Ma di cosa stiamo parlando? Nemmeno quando di recente gli è stato ricordato in tv cosa diceva sul Pd che «toglieva i bambini alle famiglie con l’elettroshock per venderseli», Luigi Di Maio ha avuto la decenza di riconoscere l’enormità delle sue parole e di chiedere scusa. Per inciso: è a questo punto ufficiale che per il Pd di Nicola Zingaretti è inaccettabile trattare con un partito che critichi duramente Conte sul suo modo di governare, ma lo si può fare benissimo con chi pubblicamente li accusa di rapire i bambini per rivenderli. Capite bene perché, oggi come oggi, dico che la battaglia più importante non riguarda più il significato politico di questa o quella dichiarazione, ma semplicemente il significato letterale delle parole. Perché il passo da qui alle deliranti teorie di QAnon, con tutte le relative conseguenze già viste in America, è brevissimo.
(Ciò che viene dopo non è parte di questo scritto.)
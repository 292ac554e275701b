use axum::extract::{Extension, Json, Path, Query};
use serde::{Deserialize, Serialize};

use crate::api::FleetAPI;
use crate::entities::{Arrival, Bus, Coordinates, Stop};
use crate::error::Error;
use crate::server::DynAPI;

#[derive(Serialize, Deserialize)]
pub struct CreateParams {
    name: String,
    position: String,
    #[serde(default)]
    stops: Vec<Stop>,
}

#[derive(Serialize, Deserialize)]
pub struct ArrivalParams {
    target: String,
}

pub async fn create(
    Extension(api): Extension<DynAPI>,
    Json(params): Json<CreateParams>,
) -> Result<Json<Bus>, Error> {
    let bus = api
        .create_bus(params.name, params.position, params.stops)
        .await?;

    Ok(bus.into())
}

pub async fn list(Extension(api): Extension<DynAPI>) -> Result<Json<Vec<Bus>>, Error> {
    let buses = api.list_buses().await?;

    Ok(buses.into())
}

pub async fn find(
    Extension(api): Extension<DynAPI>,
    Path(name): Path<String>,
) -> Result<Json<Bus>, Error> {
    let bus = api.find_bus(name).await?;

    Ok(bus.into())
}

pub async fn arrival(
    Extension(api): Extension<DynAPI>,
    Path(name): Path<String>,
    Query(params): Query<ArrivalParams>,
) -> Result<Json<Arrival>, Error> {
    let target: Coordinates = params.target.parse()?;
    let arrival = api.estimate_arrival(name, target).await?;

    Ok(arrival.into())
}
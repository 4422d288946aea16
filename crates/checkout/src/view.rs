//! Askama rendering of the checkout modal.
//!
//! The flow is the source of truth; this module projects it into flat view
//! structs the template can consume. Prices arrive pre-formatted - the line
//! total is `price x quantity` and the grand total is the externally
//! supplied total, both at two decimal places.

use askama::Template;
use tamarind_core::CartItem;
use tamarind_core::image::PLACEHOLDER_IMAGE_URL;

use crate::flow::CheckoutFlow;
use crate::toast::ToastSeverity;

/// Cart line display data for the template.
#[derive(Debug, Clone)]
pub struct CartLineView {
    /// Image display source (data URL, external URL or placeholder).
    pub image_src: String,
    /// Product name.
    pub name: String,
    /// Units ordered.
    pub quantity: u32,
    /// Formatted line total, e.g. `₹20.00`.
    pub line_total: String,
}

impl From<&CartItem> for CartLineView {
    fn from(item: &CartItem) -> Self {
        Self {
            image_src: item
                .image
                .as_ref()
                .map_or_else(|| PLACEHOLDER_IMAGE_URL.to_string(), |img| img.display_url()),
            name: item.name.clone(),
            quantity: item.quantity,
            line_total: item.line_total().display(),
        }
    }
}

/// Toast display data for the template.
#[derive(Debug, Clone)]
pub struct ToastView {
    /// Banner body text.
    pub message: String,
    /// Success renders green, failure red.
    pub success: bool,
}

/// The checkout modal markup.
#[derive(Template)]
#[template(path = "checkout.html")]
pub struct CheckoutModal {
    /// Whether the modal is shown at all.
    pub visible: bool,
    /// One row per cart item, in cart order.
    pub lines: Vec<CartLineView>,
    /// Formatted grand total (not recomputed from the lines).
    pub total: String,
    /// Current name field value.
    pub name: String,
    /// Current email field value.
    pub email: String,
    /// Inline name error; `None` until surfaced by a submit attempt.
    pub name_error: Option<String>,
    /// Inline email error; `None` until surfaced by a submit attempt.
    pub email_error: Option<String>,
    /// Disables both action buttons and shows the spinner.
    pub submitting: bool,
    /// The single toast slot.
    pub toast: Option<ToastView>,
}

impl CheckoutModal {
    /// Project the flow state into renderable form.
    #[must_use]
    pub fn from_flow(flow: &CheckoutFlow) -> Self {
        let errors = flow.form().visible_errors();

        Self {
            visible: flow.is_visible(),
            lines: flow.items().iter().map(CartLineView::from).collect(),
            total: flow.total_price().display(),
            name: flow.form().name().to_string(),
            email: flow.form().email().to_string(),
            name_error: errors.name.map(|e| e.to_string()),
            email_error: errors.email.map(|e| e.to_string()),
            submitting: flow.is_submitting(),
            toast: flow.toast().map(|toast| ToastView {
                message: toast.message,
                success: toast.severity == ToastSeverity::Success,
            }),
        }
    }
}
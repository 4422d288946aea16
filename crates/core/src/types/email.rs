//! Email address type.

use core::fmt;

use serde::{Deserialize, Serialize};

/// Errors that can occur when parsing an [`Email`].
#[derive(thiserror::Error, Debug, Clone, PartialEq, Eq)]
pub enum EmailError {
    /// The input string is empty.
    #[error("email cannot be empty")]
    Empty,
    /// The input string is too long.
    #[error("email must be at most {max} characters")]
    TooLong {
        /// Maximum allowed length.
        max: usize,
    },
    /// The input does not contain an @ symbol.
    #[error("email must contain an @ symbol")]
    MissingAtSymbol,
    /// The local part (before @) is empty.
    #[error("email local part cannot be empty")]
    EmptyLocalPart,
    /// The domain part (after @) is empty.
    #[error("email domain cannot be empty")]
    EmptyDomain,
}

/// An email address.
///
/// This type provides basic structural validation for email addresses: a
/// non-empty local part and domain separated by an @ symbol. It is the rule
/// behind the checkout form's email field.
///
/// ## Constraints
///
/// - Length: 1-254 characters (RFC 5321 limit)
/// - Must contain an @ symbol
/// - Local part (before @) must not be empty
/// - Domain part (after @) must not be empty
///
/// ## Examples
///
/// ```
/// use tamarind_core::Email;
///
/// assert!(Email::parse("user@example.com").is_ok());
/// assert!(Email::parse("user.name+tag@domain.co.uk").is_ok());
///
/// assert!(Email::parse("").is_err());             // empty
/// assert!(Email::parse("no-at-symbol").is_err()); // missing @
/// assert!(Email::parse("@domain.com").is_err());  // empty local part
/// assert!(Email::parse("user@").is_err());        // empty domain
/// ```
#[derive(Debug, Clone, Serialize, Deserialize, PartialEq, Eq, Hash)]
#[serde(transparent)]
pub struct Email(String);

impl Email {
    /// Maximum length of an email address (RFC 5321).
    pub const MAX_LENGTH: usize = 254;

    /// Parse an `Email` from a string.
    ///
    /// # Errors
    ///
    /// Returns an error if the input:
    /// - Is empty
    /// - Is longer than 254 characters
    /// - Does not contain an @ symbol
    /// - Has an empty local part or domain
    pub fn parse(s: &str) -> Result<Self, EmailError> {
        if s.is_empty() {
            return Err(EmailError::Empty);
        }

        if s.len() > Self::MAX_LENGTH {
            return Err(EmailError::TooLong {
                max: Self::MAX_LENGTH,
            });
        }

        let at_pos = s.find('@').ok_or(EmailError::MissingAtSymbol)?;

        if at_pos == 0 {
            return Err(EmailError::EmptyLocalPart);
        }

        if at_pos == s.len() - 1 {
            return Err(EmailError::EmptyDomain);
        }

        Ok(Self(s.to_owned()))
    }

    /// Returns the email address as a string slice.
    #[must_use]
    pub fn as_str(&self) -> &str {
        &self.0
    }

    /// Consumes the `Email` and returns its inner string.
    #[must_use]
    pub fn into_inner(self) -> String {
        self.0
    }
}

impl fmt::Display for Email {
    fn fmt(&self, f: &mut fmt::Formatter<'_>) -> fmt::Result {
        write!(f, "{}", self.0)
    }
}

impl std::str::FromStr for Email {
    type Err = EmailError;

    fn from_str(s: &str) -> Result<Self, Self::Err> {
        Self::parse(s)
    }
}

impl AsRef<str> for Email {
    fn as_ref(&self) -> &str {
        &self.0
    }
}
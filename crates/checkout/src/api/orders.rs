//! Orders HTTP client.

use std::sync::Arc;

use reqwest::header::{AUTHORIZATION, CONTENT_TYPE, HeaderMap, HeaderValue};
use tracing::{debug, instrument};
use url::Url;

use crate::config::CheckoutConfig;

use super::OrderApiError;
use super::types::OrderPayload;

/// Path of the order-placement endpoint, relative to the base address.
const PLACE_ORDER_PATH: &str = "api/orders/place";

/// Client for the order service.
///
/// Bound to one base address at construction. Cheap to clone; the underlying
/// connection pool is shared.
#[derive(Clone)]
pub struct OrdersClient {
    inner: Arc<OrdersClientInner>,
}

struct OrdersClientInner {
    client: reqwest::Client,
    base_url: Url,
}

impl OrdersClient {
    /// Create a new orders client bound to `base_url`.
    ///
    /// The base address is expected to be an origin (scheme + host); the
    /// endpoint path is appended per request. Default headers are limited to
    /// the JSON content type - in particular, no `Authorization` header is
    /// ever sent, even if one leaked into the ambient header defaults.
    ///
    /// # Panics
    ///
    /// Panics if the underlying HTTP client cannot be built.
    #[must_use]
    pub fn new(base_url: Url) -> Self {
        let mut headers = HeaderMap::new();
        headers.insert(CONTENT_TYPE, HeaderValue::from_static("application/json"));
        // Order placement is unauthenticated; strip any credential default.
        headers.remove(AUTHORIZATION);

        let client = reqwest::Client::builder()
            .default_headers(headers)
            .build()
            .expect("Failed to build HTTP client");

        Self {
            inner: Arc::new(OrdersClientInner { client, base_url }),
        }
    }

    /// Create a client from the loaded configuration.
    #[must_use]
    pub fn from_config(config: &CheckoutConfig) -> Self {
        Self::new(config.api_base_url.clone())
    }

    /// The base address this client is bound to.
    #[must_use]
    pub fn base_url(&self) -> &Url {
        &self.inner.base_url
    }

    /// Place an order.
    ///
    /// Any 2xx response is success; the response body is unused. There are
    /// no retries and no idempotency key, so resubmitting after a transient
    /// failure can create a duplicate order server-side.
    ///
    /// # Errors
    ///
    /// Returns an error on transport failure or a non-success status.
    #[instrument(skip(self, payload), fields(items = payload.items.len()))]
    pub async fn place_order(&self, payload: &OrderPayload) -> Result<(), OrderApiError> {
        let url = self.inner.base_url.join(PLACE_ORDER_PATH)?;

        let response = self.inner.client.post(url).json(payload).send().await?;

        let status = response.status();
        if status.is_success() {
            debug!(%status, "order placed");
            return Ok(());
        }

        let body = response.text().await.unwrap_or_default();
        tracing::error!(
            %status,
            body = %body.chars().take(200).collect::<String>(),
            "order service rejected the order"
        );
        Err(OrderApiError::Status(status))
    }
}
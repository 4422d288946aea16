//! Order-service API client.
//!
//! One outbound surface: placing an order. The client is bound to a single
//! base address at construction (see [`crate::config`]) and guarantees
//! unauthenticated requests - any ambient `Authorization` default is
//! stripped before the client is built.

mod orders;
mod types;

pub use orders::OrdersClient;
pub use types::{OrderItem, OrderPayload};

use thiserror::Error;

/// Errors that can occur when talking to the order service.
///
/// Connectivity failures, timeouts and non-2xx statuses are all recoverable
/// the same way: the user resubmits. The flow does not distinguish between
/// them beyond logging.
#[derive(Debug, Error)]
pub enum OrderApiError {
    /// Transport-level failure (connection, timeout, body read).
    #[error("HTTP error: {0}")]
    Http(#[from] reqwest::Error),

    /// The order service answered with a non-success status.
    #[error("order service returned {0}")]
    Status(reqwest::StatusCode),

    /// The base address cannot be combined with the order endpoint path.
    #[error("invalid order endpoint: {0}")]
    Endpoint(#[from] url::ParseError),
}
Si può anche sorridere amaramente sentendo scandire in aula che l’agenda della nuova Amministrazione Biden «è la nostra agenda» da parte di Giuseppe Conte, il migliore amico di Donald Trump in Europa, l’uomo che gli ha messo a disposizione i nostri servizi segreti e non ha trovato il modo di criticarlo nemmeno dinanzi all’assalto a Capitol Hill.

Quello che non si può fare è parlare di una «evoluzione» di Conte e dei cinquestelle, che non c’è affatto. Né nella sostanza, né nei metodi, che sono sempre gli stessi, online e offline. E hanno ben poco a che vedere con le nobili tradizioni europeiste, liberali, popolari e socialiste a cui si è richiamato il presidente del Consiglio in parlamento, in uno dei passaggi più surreali del suo incredibile discorso. Richiami tanto fuori contesto quanto lo sarebbero state citazioni di Abramo Lincoln e Martin Luther King nei discorsi di Jake Angeli e degli altri assaltatori del Congresso americano.